* [PROBLEM DESCRIPTION] Transcribe the full listing, keeping every word as it stands.

* [GIVEN RECORDS]
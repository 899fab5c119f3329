use tokio::select;
use tokio_util::sync::CancellationToken;

/// Detects signals sent to the process. An open session is flushed on the
/// way out, but an abrupt kill still loses it.
pub async fn detect_shutdown(cancelation: CancellationToken) {
    select! {
        _ = tokio::signal::ctrl_c() => {
            cancelation.cancel();
        },
    };
}
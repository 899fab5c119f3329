//! Loopback bridge between the browser extension and the daemon.
//!
//! The extension's native-messaging shim connects to a localhost TCP socket
//! and writes one JSON message per line. State messages (`tab_state`,
//! `tab_removed`) keep a local mirror of the browser's tabs up to date so tab
//! lookups never have to round-trip back to the browser; the remaining
//! messages surface as [FocusSignal]s.

use std::collections::HashMap;

use anyhow::Result;
use async_trait::async_trait;
use serde::Deserialize;
use std::sync::Arc;
use tokio::{
    io::{AsyncBufReadExt, BufReader, Lines},
    net::{
        tcp::OwnedReadHalf,
        TcpListener,
    },
};
use tracing::{debug, info, warn};

use super::{FocusSignal, TabHost, TabId, TabInfo, WindowId};

pub const DEFAULT_BRIDGE_PORT: u16 = 48632;

/// One message on the bridge wire.
#[derive(Debug, Deserialize)]
#[serde(tag = "event", rename_all = "snake_case")]
enum BridgeMessage {
    /// Upsert of a tab into the mirror. The extension sends these for every
    /// tab on connect and again whenever a tab changes.
    TabState {
        id: TabId,
        window_id: WindowId,
        url: Arc<str>,
        title: Option<Arc<str>>,
        active: bool,
    },
    TabRemoved {
        id: TabId,
    },
    TabActivated {
        id: TabId,
    },
    /// A navigation in `id` completed. `active` reflects whether the tab was
    /// focused when the load finished.
    TabUpdated {
        id: TabId,
        active: bool,
    },
    WindowFocus {
        window_id: Option<WindowId>,
    },
    UserActive,
    UserInactive,
}

#[derive(Debug, Clone)]
struct MirroredTab {
    window_id: WindowId,
    url: Arc<str>,
    title: Option<Arc<str>>,
    active: bool,
}

/// The main realization of [TabHost]: accepts one bridge connection at a
/// time and replays its messages as focus signals. A dropped connection is
/// surfaced as [FocusSignal::BrowserDisconnected] and the host then waits
/// for the browser to come back.
pub struct SocketTabHost {
    listener: TcpListener,
    connection: Option<Lines<BufReader<OwnedReadHalf>>>,
    tabs: HashMap<TabId, MirroredTab>,
}

impl SocketTabHost {
    pub async fn bind(port: u16) -> Result<Self> {
        let listener = TcpListener::bind(("127.0.0.1", port)).await?;
        info!("Bridge listening on 127.0.0.1:{port}");
        Ok(Self {
            listener,
            connection: None,
            tabs: HashMap::new(),
        })
    }

    fn apply(&mut self, message: BridgeMessage) -> Option<FocusSignal> {
        match message {
            BridgeMessage::TabState {
                id,
                window_id,
                url,
                title,
                active,
            } => {
                if active {
                    // The browser keeps one active tab per window.
                    for tab in self.tabs.values_mut().filter(|t| t.window_id == window_id) {
                        tab.active = false;
                    }
                }
                self.tabs.insert(
                    id,
                    MirroredTab {
                        window_id,
                        url,
                        title,
                        active,
                    },
                );
                None
            }
            BridgeMessage::TabRemoved { id } => {
                self.tabs.remove(&id);
                None
            }
            BridgeMessage::TabActivated { id } => {
                if let Some(window_id) = self.tabs.get(&id).map(|t| t.window_id) {
                    for tab in self.tabs.values_mut().filter(|t| t.window_id == window_id) {
                        tab.active = false;
                    }
                }
                if let Some(tab) = self.tabs.get_mut(&id) {
                    tab.active = true;
                }
                Some(FocusSignal::TabActivated { tab: id })
            }
            BridgeMessage::TabUpdated { id, active } => {
                Some(FocusSignal::TabNavigated { tab: id, active })
            }
            BridgeMessage::WindowFocus { window_id } => {
                Some(FocusSignal::WindowFocus { window: window_id })
            }
            BridgeMessage::UserActive => Some(FocusSignal::UserActivity { active: true }),
            BridgeMessage::UserInactive => Some(FocusSignal::UserActivity { active: false }),
        }
    }

    fn info_of(tab: &MirroredTab) -> TabInfo {
        TabInfo {
            url: tab.url.clone(),
            title: tab.title.clone(),
        }
    }
}

#[async_trait]
impl TabHost for SocketTabHost {
    async fn next_signal(&mut self) -> Result<Option<FocusSignal>> {
        loop {
            let Some(lines) = self.connection.as_mut() else {
                let (stream, peer) = self.listener.accept().await?;
                info!("Browser bridge connected from {peer}");
                let (read, _write) = stream.into_split();
                self.connection = Some(BufReader::new(read).lines());
                self.tabs.clear();
                return Ok(Some(FocusSignal::BrowserConnected));
            };

            match lines.next_line().await {
                Ok(Some(line)) => {
                    if line.trim().is_empty() {
                        continue;
                    }
                    match serde_json::from_str::<BridgeMessage>(&line) {
                        Ok(message) => {
                            debug!("Bridge message {message:?}");
                            if let Some(signal) = self.apply(message) {
                                return Ok(Some(signal));
                            }
                        }
                        Err(e) => {
                            // Skip unknown or malformed messages instead of
                            // tearing the bridge down.
                            warn!("Ignoring malformed bridge message {line}: {e}");
                        }
                    }
                }
                Ok(None) => {
                    info!("Browser bridge disconnected");
                    self.connection = None;
                    return Ok(Some(FocusSignal::BrowserDisconnected));
                }
                Err(e) => {
                    warn!("Bridge read failed: {e}");
                    self.connection = None;
                    return Ok(Some(FocusSignal::BrowserDisconnected));
                }
            }
        }
    }

    fn tab_info(&mut self, tab: TabId) -> Result<Option<TabInfo>> {
        Ok(self.tabs.get(&tab).map(Self::info_of))
    }

    fn active_tab(&mut self, window: Option<WindowId>) -> Result<Option<TabInfo>> {
        let found = self
            .tabs
            .values()
            .find(|t| t.active && window.map_or(true, |w| t.window_id == w));
        Ok(found.map(Self::info_of))
    }
}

* [SOLUTION FOR THIS PROBLEM]
repository 899fab5c119f3329
use tokio::select;
use tokio_util::sync::CancellationToken;

/// Detects signals sent to the process. An open session is flushed on the
/// way out, but an abrupt kill still loses it.
pub async fn detect_shutdown(cancelation: CancellationToken) {
    select! {
        _ = tokio::signal::ctrl_c() => {
            cancelation.cancel();
        },
    };
}
repository 899fab5c119f3329
//! Loopback bridge between the browser extension and the daemon.
//!
//! The extension's native-messaging shim connects to a localhost TCP socket
//! and writes one JSON message per line. State messages (`tab_state`,
//! `tab_removed`) keep a local mirror of the browser's tabs up to date so tab
//! lookups never have to round-trip back to the browser; the remaining
//! messages surface as [FocusSignal]s.

use std::collections::HashMap;

use anyhow::Result;
use async_trait::async_trait;
use serde::Deserialize;
use std::sync::Arc;
use tokio::{
    io::{AsyncBufReadExt, BufReader, Lines},
    net::{
        tcp::OwnedReadHalf,
        TcpListener,
    },
};
use tracing::{debug, info, warn};

use super::{FocusSignal, TabHost, TabId, TabInfo, WindowId};

pub const DEFAULT_BRIDGE_PORT: u16 = 48632;

/// One message on the bridge wire.
#[derive(Debug, Deserialize)]
#[serde(tag = "event", rename_all = "snake_case")]
enum BridgeMessage {
    /// Upsert of a tab into the mirror. The extension sends these for every
    /// tab on connect and again whenever a tab changes.
    TabState {
        id: TabId,
        window_id: WindowId,
        url: Arc<str>,
        title: Option<Arc<str>>,
        active: bool,
    },
    TabRemoved {
        id: TabId,
    },
    TabActivated {
        id: TabId,
    },
    /// A navigation in `id` completed. `active` reflects whether the tab was
    /// focused when the load finished.
    TabUpdated {
        id: TabId,
        active: bool,
    },
    WindowFocus {
        window_id: Option<WindowId>,
    },
    UserActive,
    UserInactive,
}

#[derive(Debug, Clone)]
struct MirroredTab {
    window_id: WindowId,
    url: Arc<str>,
    title: Option<Arc<str>>,
    active: bool,
}

/// The main realization of [TabHost]: accepts one bridge connection at a
/// time and replays its messages as focus signals. A dropped connection is
/// surfaced as [FocusSignal::BrowserDisconnected] and the host then waits
/// for the browser to come back.
pub struct SocketTabHost {
    listener: TcpListener,
    connection: Option<Lines<BufReader<OwnedReadHalf>>>,
    tabs: HashMap<TabId, MirroredTab>,
}

impl SocketTabHost {
    pub async fn bind(port: u16) -> Result<Self> {
        let listener = TcpListener::bind(("127.0.0.1", port)).await?;
        info!("Bridge listening on 127.0.0.1:{port}");
        Ok(Self {
            listener,
            connection: None,
            tabs: HashMap::new(),
        })
    }

    fn apply(&mut self, message: BridgeMessage) -> Option<FocusSignal> {
        match message {
            BridgeMessage::TabState {
                id,
                window_id,
                url,
                title,
                active,
            } => {
                if active {
                    // The browser keeps one active tab per window.
                    for tab in self.tabs.values_mut().filter(|t| t.window_id == window_id) {
                        tab.active = false;
                    }
                }
                self.tabs.insert(
                    id,
                    MirroredTab {
                        window_id,
                        url,
                        title,
                        active,
                    },
                );
                None
            }
            BridgeMessage::TabRemoved { id } => {
                self.tabs.remove(&id);
                None
            }
            BridgeMessage::TabActivated { id } => {
                if let Some(window_id) = self.tabs.get(&id).map(|t| t.window_id) {
                    for tab in self.tabs.values_mut().filter(|t| t.window_id == window_id) {
                        tab.active = false;
                    }
                }
                if let Some(tab) = self.tabs.get_mut(&id) {
                    tab.active = true;
                }
                Some(FocusSignal::TabActivated { tab: id })
            }
            BridgeMessage::TabUpdated { id, active } => {
                Some(FocusSignal::TabNavigated { tab: id, active })
            }
            BridgeMessage::WindowFocus { window_id } => {
                Some(FocusSignal::WindowFocus { window: window_id })
            }
            BridgeMessage::UserActive => Some(FocusSignal::UserActivity { active: true }),
            BridgeMessage::UserInactive => Some(FocusSignal::UserActivity { active: false }),
        }
    }

    fn info_of(tab: &MirroredTab) -> TabInfo {
        TabInfo {
            url: tab.url.clone(),
            title: tab.title.clone(),
        }
    }
}

#[async_trait]
impl TabHost for SocketTabHost {
    async fn next_signal(&mut self) -> Result<Option<FocusSignal>> {
        loop {
            let Some(lines) = self.connection.as_mut() else {
                let (stream, peer) = self.listener.accept().await?;
                info!("Browser bridge connected from {peer}");
                let (read, _write) = stream.into_split();
                self.connection = Some(BufReader::new(read).lines());
                self.tabs.clear();
                return Ok(Some(FocusSignal::BrowserConnected));
            };

            match lines.next_line().await {
                Ok(Some(line)) => {
                    if line.trim().is_empty() {
                        continue;
                    }
                    match serde_json::from_str::<BridgeMessage>(&line) {
                        Ok(message) => {
                            debug!("Bridge message {message:?}");
                            if let Some(signal) = self.apply(message) {
                                return Ok(Some(signal));
                            }
                        }
                        Err(e) => {
                            // Skip unknown or malformed messages instead of
                            // tearing the bridge down.
                            warn!("Ignoring malformed bridge message {line}: {e}");
                        }
                    }
                }
                Ok(None) => {
                    info!("Browser bridge disconnected");
                    self.connection = None;
                    return Ok(Some(FocusSignal::BrowserDisconnected));
                }
                Err(e) => {
                    warn!("Bridge read failed: {e}");
                    self.connection = None;
                    return Ok(Some(FocusSignal::BrowserDisconnected));
                }
            }
        }
    }

    fn tab_info(&mut self, tab: TabId) -> Result<Option<TabInfo>> {
        Ok(self.tabs.get(&tab).map(Self::info_of))
    }

    fn active_tab(&mut self, window: Option<WindowId>) -> Result<Option<TabInfo>> {
        let found = self
            .tabs
            .values()
            .find(|t| t.active && window.map_or(true, |w| t.window_id == w));
        Ok(found.map(Self::info_of))
    }
}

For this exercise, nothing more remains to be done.